One study is focusing on the staff perspectives and the other study on care receivers and their family member´s perspective.
Data collection is planned through semistructured diaries, focus group interviews and individual interviews. During week 5, 2016, the first diaries are assigned to local project managers in municipalities for the documentation of ethical reasoning and considerations made in connection with the digital services offered in health care.

Lecturer Britt-Marie Välivaara at Luleå University of Technology is responsible för data collection.

During the Autumn 2015, the project former leader Ingela Johansson has been working as a quality strategist at Luleå municipality, Sweden, but from January 1, 2016, she returns to the Norrbotten County Council.

Her new role at the County Council is business developer and it allows her to work again in the regional RemoAge project in Norrbotten with her colleague Marja-Leena Komulainen at the local authority associations of Norrbotten. They are responsible for leading and coordinating RemoAge in Norrbotten.
– I eagerly look forward to lead the regional RemoAge project and in the future take part of the experience that the introduction of welfare technology provides, says Ingela Johansson.
The Current project leader, Gustav Söderlund, will continue to work in the role of lead partner with the responsibility to lead and coordinate the entire RemoAge project.

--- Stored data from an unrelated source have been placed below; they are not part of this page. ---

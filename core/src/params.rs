//! Ordered, multi-valued request parameters and their form encoding.
//!
//! The same encoding is used for query strings (reads) and
//! `application/x-www-form-urlencoded` bodies (writes): each key and each
//! value is escaped on its own, a space becomes `+`, and a key with several
//! values yields one `key=value` pair per value.

use serde_json::{Map, Value};

use crate::error::ApiError;

/// Request parameters keyed by name, each name holding one or more values.
///
/// Keys keep their insertion order and values keep theirs. No validation is
/// done beyond converting values to strings; the API decides what is valid.
#[derive(Debug, Clone, Default, PartialEq, Eq)]
pub struct Params {
    entries: Vec<(String, Vec<String>)>,
}

impl Params {
    pub fn new() -> Self {
        Self::default()
    }

    /// Builder form of [`Params::set`].
    pub fn with(mut self, key: impl Into<String>, value: impl ToString) -> Self {
        self.set(key, value);
        self
    }

    /// Builder form of [`Params::set_all`].
    pub fn with_all<I, V>(mut self, key: impl Into<String>, values: I) -> Self
    where
        I: IntoIterator<Item = V>,
        V: ToString,
    {
        self.set_all(key, values);
        self
    }

    /// Set `key` to a single value, replacing whatever it held.
    pub fn set(&mut self, key: impl Into<String>, value: impl ToString) {
        self.set_all(key, [value]);
    }

    /// Set `key` to a sequence of values, replacing whatever it held.
    pub fn set_all<I, V>(&mut self, key: impl Into<String>, values: I)
    where
        I: IntoIterator<Item = V>,
        V: ToString,
    {
        let key = key.into();
        let values: Vec<String> = values.into_iter().map(|v| v.to_string()).collect();
        match self.entries.iter_mut().find(|(k, _)| *k == key) {
            Some((_, existing)) => *existing = values,
            None => self.entries.push((key, values)),
        }
    }

    /// Add one more value under `key`.
    pub fn append(&mut self, key: impl Into<String>, value: impl ToString) {
        let key = key.into();
        match self.entries.iter_mut().find(|(k, _)| *k == key) {
            Some((_, existing)) => existing.push(value.to_string()),
            None => self.entries.push((key, vec![value.to_string()])),
        }
    }

    /// First value stored under `key`.
    pub fn get(&self, key: &str) -> Option<&str> {
        self.get_all(key).first().map(String::as_str)
    }

    pub fn get_all(&self, key: &str) -> &[String] {
        self.entries
            .iter()
            .find(|(k, _)| k == key)
            .map(|(_, values)| values.as_slice())
            .unwrap_or(&[])
    }

    pub fn is_empty(&self) -> bool {
        self.entries.is_empty()
    }

    /// Every `(key, value)` pair in encoding order.
    pub fn pairs(&self) -> impl Iterator<Item = (&str, &str)> {
        self.entries
            .iter()
            .flat_map(|(k, values)| values.iter().map(move |v| (k.as_str(), v.as_str())))
    }

    /// Encode as `k1=v1&k1=v2&k2=v3`.
    pub fn encode(&self) -> String {
        self.pairs()
            .map(|(k, v)| format!("{}={}", escape_component(k), escape_component(v)))
            .collect::<Vec<_>>()
            .join("&")
    }

    /// Parse an encoded query string or form body.
    ///
    /// Repeated keys collect their values in order. A pair without `=`
    /// decodes to an empty value.
    pub fn decode(encoded: &str) -> Result<Self, ApiError> {
        let mut params = Params::new();
        for pair in encoded.split('&').filter(|p| !p.is_empty()) {
            let (key, value) = pair.split_once('=').unwrap_or((pair, ""));
            params.append(unescape_component(key)?, unescape_component(value)?);
        }
        Ok(params)
    }
}

impl<K, V> FromIterator<(K, V)> for Params
where
    K: Into<String>,
    V: ToString,
{
    fn from_iter<T: IntoIterator<Item = (K, V)>>(iter: T) -> Self {
        let mut params = Params::new();
        for (k, v) in iter {
            params.append(k, v);
        }
        params
    }
}

/// Build params from a JSON object. Arrays become repeated values, `null`
/// becomes an empty string and every other scalar uses its JSON text
/// (strings without quotes).
impl From<&Map<String, Value>> for Params {
    fn from(object: &Map<String, Value>) -> Self {
        let mut params = Params::new();
        for (key, value) in object {
            match value {
                Value::Array(items) => params.set_all(key.as_str(), items.iter().map(json_scalar)),
                other => params.set(key.as_str(), json_scalar(other)),
            }
        }
        params
    }
}

fn json_scalar(value: &Value) -> String {
    match value {
        Value::Null => String::new(),
        Value::String(s) => s.clone(),
        other => other.to_string(),
    }
}

/// Escape one key or value as an HTML form component.
pub fn escape_component(component: &str) -> String {
    urlencoding::encode(component).replace("%20", "+")
}

fn unescape_component(component: &str) -> Result<String, ApiError> {
    urlencoding::decode(&component.replace('+', " "))
        .map(|decoded| decoded.into_owned())
        .map_err(|e| ApiError::Decode(e.to_string()))
}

Starting October 1st, Gustav Söderlund will take over as the lead partner Project Director from Ingela Johansson, who will move on to a new job in the Luleå Municipality, Norrbotten. Gustav Söderlund works as the E-health Strategic Officer at the Norrbotten County Council, Sweden. He has a background in product design, developing consumer electronic products in Europe and Asia, and holds an MSc in Ergonomic Design Engineering from Luleå University of Technology.

Gustav Söderlund will be responsible for coordination and project management of RemoAges transnational activities and collaboration.

– Even though I have not had an active part in the planning and startup phase of the RemoAge project I have had the opportunity to follow the progress from the inside. Thanks to Ingela and all the other project partners from Norway, Scotland, Shetland Isles, Sweden and Western Isles the project is very well prepared.  I am very excited for this opportunity to be part of this transnational group of specialists that has joined forces to find smart ways of using technology that enable frail older people to live independent and vibrant lives for a longer time.

Gustav Söderberg believes that the situation all our respective regions face today, with aging demographics and limited resources, is not only a problem, but also a fantastic opportunity.

– In the RemoAge project we can take advantage of our collective knowledge and different cultural perspectives, and utilize our creativity, dare ourselves to test unorthodox ideas and in the end, find innovative ways of using technology to enable us to provide quality health care no matter if you live in urban or rural areas.